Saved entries
+-------+
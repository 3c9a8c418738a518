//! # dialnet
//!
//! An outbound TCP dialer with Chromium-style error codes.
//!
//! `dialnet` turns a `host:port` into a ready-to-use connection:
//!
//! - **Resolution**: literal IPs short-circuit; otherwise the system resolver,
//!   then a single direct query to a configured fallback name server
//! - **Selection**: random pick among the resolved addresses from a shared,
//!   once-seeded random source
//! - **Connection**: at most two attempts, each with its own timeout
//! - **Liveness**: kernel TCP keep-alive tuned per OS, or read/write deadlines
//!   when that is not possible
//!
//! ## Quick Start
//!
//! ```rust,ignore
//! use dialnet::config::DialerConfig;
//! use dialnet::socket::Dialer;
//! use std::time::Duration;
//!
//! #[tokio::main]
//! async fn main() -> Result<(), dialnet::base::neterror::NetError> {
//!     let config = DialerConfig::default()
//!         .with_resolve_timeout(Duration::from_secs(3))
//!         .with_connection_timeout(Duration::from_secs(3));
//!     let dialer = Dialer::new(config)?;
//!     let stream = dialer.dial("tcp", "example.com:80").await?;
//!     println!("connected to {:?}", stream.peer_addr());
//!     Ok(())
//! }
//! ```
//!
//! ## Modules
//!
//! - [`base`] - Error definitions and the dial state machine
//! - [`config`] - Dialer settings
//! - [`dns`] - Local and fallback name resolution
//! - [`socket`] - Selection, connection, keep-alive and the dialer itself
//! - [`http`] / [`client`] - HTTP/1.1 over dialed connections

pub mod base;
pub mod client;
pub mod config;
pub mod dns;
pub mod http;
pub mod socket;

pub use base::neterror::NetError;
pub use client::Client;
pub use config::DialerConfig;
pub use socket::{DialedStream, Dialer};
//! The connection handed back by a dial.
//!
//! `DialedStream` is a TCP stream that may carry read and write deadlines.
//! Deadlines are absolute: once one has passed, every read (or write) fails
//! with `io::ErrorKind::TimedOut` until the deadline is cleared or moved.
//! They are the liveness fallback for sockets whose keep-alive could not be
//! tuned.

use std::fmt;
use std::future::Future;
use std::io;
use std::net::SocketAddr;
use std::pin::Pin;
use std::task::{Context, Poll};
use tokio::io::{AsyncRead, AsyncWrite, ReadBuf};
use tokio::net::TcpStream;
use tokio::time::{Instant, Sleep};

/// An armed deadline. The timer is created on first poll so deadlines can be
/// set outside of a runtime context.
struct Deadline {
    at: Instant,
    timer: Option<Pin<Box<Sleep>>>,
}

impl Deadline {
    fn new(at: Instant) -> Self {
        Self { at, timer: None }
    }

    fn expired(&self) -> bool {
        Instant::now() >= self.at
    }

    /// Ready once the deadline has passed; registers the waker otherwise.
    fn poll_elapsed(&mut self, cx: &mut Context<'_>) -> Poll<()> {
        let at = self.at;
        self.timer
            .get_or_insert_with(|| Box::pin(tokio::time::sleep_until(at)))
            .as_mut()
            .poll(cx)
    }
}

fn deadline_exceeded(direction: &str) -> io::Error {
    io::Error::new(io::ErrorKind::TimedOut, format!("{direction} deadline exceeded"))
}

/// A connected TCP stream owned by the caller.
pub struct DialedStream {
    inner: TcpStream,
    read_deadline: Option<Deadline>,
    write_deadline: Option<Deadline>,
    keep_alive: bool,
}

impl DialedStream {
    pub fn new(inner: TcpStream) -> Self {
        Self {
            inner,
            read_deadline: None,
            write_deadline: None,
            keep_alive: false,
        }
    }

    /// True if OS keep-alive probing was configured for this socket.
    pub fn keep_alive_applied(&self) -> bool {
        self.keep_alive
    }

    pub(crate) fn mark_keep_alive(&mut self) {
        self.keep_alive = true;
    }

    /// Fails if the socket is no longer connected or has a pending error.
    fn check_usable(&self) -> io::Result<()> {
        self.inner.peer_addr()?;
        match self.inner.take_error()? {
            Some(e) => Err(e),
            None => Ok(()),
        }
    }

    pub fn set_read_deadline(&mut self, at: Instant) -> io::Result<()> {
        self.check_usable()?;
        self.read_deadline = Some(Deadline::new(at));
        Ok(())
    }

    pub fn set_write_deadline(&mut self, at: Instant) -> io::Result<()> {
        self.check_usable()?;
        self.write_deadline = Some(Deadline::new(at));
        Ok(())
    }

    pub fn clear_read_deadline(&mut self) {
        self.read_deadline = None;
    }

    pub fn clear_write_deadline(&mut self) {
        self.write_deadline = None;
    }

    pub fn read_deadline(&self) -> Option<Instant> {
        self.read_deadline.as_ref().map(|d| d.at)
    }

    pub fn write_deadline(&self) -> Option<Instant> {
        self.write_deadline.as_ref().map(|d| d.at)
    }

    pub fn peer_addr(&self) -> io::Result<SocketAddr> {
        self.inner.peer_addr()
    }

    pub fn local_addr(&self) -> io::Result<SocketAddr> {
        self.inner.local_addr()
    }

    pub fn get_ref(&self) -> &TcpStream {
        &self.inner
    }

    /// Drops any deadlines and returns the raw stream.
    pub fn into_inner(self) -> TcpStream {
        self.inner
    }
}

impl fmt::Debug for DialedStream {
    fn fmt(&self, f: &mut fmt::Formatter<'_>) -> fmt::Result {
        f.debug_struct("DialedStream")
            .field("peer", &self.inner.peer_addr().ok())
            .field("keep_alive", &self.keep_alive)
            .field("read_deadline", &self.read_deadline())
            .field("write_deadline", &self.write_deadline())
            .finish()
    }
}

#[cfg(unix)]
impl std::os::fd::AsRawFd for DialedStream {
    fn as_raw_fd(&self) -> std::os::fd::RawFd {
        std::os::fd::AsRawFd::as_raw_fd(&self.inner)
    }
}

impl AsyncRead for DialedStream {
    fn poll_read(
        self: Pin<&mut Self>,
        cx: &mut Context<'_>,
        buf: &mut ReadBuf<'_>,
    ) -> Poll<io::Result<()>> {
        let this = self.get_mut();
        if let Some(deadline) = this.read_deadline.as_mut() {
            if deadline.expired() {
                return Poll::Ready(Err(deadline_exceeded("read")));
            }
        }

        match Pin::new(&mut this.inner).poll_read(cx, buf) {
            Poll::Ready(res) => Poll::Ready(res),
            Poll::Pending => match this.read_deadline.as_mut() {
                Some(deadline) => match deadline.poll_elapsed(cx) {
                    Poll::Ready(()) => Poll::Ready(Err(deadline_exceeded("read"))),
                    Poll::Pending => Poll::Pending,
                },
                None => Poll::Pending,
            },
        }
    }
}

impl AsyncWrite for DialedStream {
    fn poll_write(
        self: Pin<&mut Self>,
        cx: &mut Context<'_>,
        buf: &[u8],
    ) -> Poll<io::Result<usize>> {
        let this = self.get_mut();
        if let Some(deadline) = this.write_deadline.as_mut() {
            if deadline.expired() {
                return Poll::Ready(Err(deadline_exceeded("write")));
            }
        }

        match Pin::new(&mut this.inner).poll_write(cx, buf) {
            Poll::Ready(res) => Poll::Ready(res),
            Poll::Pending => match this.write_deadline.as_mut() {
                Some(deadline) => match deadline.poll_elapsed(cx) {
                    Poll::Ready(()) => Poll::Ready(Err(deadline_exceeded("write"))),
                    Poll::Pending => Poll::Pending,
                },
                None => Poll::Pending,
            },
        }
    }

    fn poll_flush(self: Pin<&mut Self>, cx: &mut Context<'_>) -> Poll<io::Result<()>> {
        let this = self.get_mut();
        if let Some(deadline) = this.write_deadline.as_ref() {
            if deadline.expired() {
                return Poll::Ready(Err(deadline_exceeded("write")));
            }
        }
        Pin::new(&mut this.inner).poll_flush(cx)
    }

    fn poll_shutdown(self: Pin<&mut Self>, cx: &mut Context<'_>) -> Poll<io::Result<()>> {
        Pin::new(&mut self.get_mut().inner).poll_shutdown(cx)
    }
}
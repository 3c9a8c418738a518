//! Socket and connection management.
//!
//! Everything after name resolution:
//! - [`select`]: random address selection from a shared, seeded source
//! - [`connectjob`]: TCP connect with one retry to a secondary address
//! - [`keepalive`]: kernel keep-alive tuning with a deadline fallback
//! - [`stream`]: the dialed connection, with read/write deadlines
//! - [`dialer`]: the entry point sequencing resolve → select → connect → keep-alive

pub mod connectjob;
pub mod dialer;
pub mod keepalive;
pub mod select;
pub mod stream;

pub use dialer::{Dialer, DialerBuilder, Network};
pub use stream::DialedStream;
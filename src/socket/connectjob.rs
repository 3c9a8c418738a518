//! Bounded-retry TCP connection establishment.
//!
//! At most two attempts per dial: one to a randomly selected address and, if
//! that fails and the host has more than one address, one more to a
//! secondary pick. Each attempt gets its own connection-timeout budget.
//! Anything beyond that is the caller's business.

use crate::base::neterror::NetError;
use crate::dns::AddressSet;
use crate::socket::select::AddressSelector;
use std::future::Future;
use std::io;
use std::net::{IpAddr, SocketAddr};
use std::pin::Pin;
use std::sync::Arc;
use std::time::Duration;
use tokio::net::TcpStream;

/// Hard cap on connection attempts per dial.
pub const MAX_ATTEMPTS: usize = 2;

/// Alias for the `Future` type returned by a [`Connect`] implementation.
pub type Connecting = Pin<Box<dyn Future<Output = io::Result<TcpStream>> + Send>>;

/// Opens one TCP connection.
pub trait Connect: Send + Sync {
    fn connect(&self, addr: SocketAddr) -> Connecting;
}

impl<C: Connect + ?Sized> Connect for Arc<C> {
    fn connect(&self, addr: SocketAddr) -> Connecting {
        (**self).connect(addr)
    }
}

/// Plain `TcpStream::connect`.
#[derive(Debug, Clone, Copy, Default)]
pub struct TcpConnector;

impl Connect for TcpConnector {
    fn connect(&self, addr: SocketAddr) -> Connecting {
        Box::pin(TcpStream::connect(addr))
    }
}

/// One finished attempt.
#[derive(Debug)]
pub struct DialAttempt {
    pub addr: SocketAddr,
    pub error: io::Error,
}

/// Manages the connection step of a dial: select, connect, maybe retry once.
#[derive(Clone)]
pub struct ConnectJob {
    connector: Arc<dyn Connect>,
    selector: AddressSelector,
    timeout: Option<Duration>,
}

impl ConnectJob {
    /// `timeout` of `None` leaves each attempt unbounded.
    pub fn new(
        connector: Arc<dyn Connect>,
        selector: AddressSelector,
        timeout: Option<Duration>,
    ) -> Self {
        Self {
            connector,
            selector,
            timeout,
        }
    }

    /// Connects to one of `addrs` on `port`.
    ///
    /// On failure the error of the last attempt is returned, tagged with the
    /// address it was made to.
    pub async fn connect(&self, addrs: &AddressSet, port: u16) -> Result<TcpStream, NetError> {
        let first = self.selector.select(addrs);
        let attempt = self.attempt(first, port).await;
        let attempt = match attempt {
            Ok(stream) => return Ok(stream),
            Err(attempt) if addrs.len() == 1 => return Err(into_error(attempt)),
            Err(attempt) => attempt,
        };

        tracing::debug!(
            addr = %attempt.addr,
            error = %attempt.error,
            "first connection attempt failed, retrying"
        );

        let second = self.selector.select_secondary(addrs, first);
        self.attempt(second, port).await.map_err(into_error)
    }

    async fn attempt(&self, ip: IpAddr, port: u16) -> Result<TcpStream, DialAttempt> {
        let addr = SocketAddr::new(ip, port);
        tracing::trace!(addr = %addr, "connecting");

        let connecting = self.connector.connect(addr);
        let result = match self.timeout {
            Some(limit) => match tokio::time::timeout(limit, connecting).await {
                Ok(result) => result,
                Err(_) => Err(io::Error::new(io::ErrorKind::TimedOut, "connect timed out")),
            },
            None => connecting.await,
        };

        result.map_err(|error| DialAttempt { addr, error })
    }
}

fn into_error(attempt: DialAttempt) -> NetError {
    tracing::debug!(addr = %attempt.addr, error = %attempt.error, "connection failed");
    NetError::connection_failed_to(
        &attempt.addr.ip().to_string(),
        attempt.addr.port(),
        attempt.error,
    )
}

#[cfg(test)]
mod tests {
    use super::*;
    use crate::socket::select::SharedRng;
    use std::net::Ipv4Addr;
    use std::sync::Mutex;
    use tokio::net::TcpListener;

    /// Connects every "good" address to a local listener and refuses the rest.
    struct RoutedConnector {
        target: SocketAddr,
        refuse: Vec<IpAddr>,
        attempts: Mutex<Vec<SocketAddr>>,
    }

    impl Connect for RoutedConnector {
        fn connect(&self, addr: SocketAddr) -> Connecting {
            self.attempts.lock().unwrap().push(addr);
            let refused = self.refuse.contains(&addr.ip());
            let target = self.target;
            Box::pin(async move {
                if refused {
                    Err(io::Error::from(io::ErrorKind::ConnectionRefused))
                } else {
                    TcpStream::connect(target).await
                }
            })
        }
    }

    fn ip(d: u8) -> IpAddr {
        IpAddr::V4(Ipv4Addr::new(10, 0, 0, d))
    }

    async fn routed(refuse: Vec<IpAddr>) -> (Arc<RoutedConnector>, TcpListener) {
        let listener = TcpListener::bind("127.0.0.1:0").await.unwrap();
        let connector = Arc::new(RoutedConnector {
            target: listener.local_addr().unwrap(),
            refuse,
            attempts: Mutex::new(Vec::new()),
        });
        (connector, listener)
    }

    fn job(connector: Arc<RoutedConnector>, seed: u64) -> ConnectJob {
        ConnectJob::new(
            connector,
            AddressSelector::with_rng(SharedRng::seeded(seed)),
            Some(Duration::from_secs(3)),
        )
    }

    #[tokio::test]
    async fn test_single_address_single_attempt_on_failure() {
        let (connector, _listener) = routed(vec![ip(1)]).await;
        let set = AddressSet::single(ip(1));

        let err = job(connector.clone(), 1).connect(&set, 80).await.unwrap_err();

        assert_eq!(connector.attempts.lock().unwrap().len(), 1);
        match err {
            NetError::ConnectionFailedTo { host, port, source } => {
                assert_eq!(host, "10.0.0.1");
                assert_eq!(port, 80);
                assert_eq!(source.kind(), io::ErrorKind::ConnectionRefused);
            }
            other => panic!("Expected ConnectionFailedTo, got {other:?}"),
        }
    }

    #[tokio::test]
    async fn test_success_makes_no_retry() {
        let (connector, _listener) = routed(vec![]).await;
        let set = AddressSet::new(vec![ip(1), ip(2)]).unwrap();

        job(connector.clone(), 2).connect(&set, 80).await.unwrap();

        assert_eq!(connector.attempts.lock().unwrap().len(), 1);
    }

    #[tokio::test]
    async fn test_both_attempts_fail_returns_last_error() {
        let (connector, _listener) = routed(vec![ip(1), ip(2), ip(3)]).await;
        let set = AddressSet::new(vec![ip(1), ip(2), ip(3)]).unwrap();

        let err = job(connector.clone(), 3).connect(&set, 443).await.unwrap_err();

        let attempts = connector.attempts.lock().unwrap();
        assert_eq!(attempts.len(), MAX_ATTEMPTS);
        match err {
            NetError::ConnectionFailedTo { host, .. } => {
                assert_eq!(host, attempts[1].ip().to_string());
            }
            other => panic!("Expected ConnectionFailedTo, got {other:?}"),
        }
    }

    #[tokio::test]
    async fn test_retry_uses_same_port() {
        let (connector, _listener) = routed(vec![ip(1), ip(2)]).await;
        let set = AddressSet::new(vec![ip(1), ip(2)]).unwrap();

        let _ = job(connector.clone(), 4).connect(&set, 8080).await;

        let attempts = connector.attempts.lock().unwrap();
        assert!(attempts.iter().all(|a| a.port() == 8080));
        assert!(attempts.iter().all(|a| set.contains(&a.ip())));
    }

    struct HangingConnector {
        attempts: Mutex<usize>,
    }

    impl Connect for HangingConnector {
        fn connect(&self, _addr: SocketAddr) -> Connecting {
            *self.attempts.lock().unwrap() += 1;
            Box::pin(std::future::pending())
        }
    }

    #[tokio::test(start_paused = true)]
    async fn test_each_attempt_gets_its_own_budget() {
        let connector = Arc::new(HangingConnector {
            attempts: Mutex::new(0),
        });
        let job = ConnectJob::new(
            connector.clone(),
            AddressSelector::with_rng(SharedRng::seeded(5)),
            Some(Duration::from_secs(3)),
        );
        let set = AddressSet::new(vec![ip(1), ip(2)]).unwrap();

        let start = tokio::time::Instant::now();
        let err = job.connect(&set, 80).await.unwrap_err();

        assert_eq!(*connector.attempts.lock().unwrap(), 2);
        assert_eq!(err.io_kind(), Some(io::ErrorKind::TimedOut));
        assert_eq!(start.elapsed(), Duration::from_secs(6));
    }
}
+-------+
■ **WHAT THE TASK REQUIRES**: Each line from the top of the records down to the one with "its own timeout" must be retyped exactly; include both ends and nothing else.

■ **SOLUTION FOR THIS PROBLEM**:
repository 3c9a8c418738a518
//! # dialnet
//!
//! An outbound TCP dialer with Chromium-style error codes.
//!
//! `dialnet` turns a `host:port` into a ready-to-use connection:
//!
//! - **Resolution**: literal IPs short-circuit; otherwise the system resolver,
//!   then a single direct query to a configured fallback name server
//! - **Selection**: random pick among the resolved addresses from a shared,
//!   once-seeded random source
//! - **Connection**: at most two attempts, each with its own timeout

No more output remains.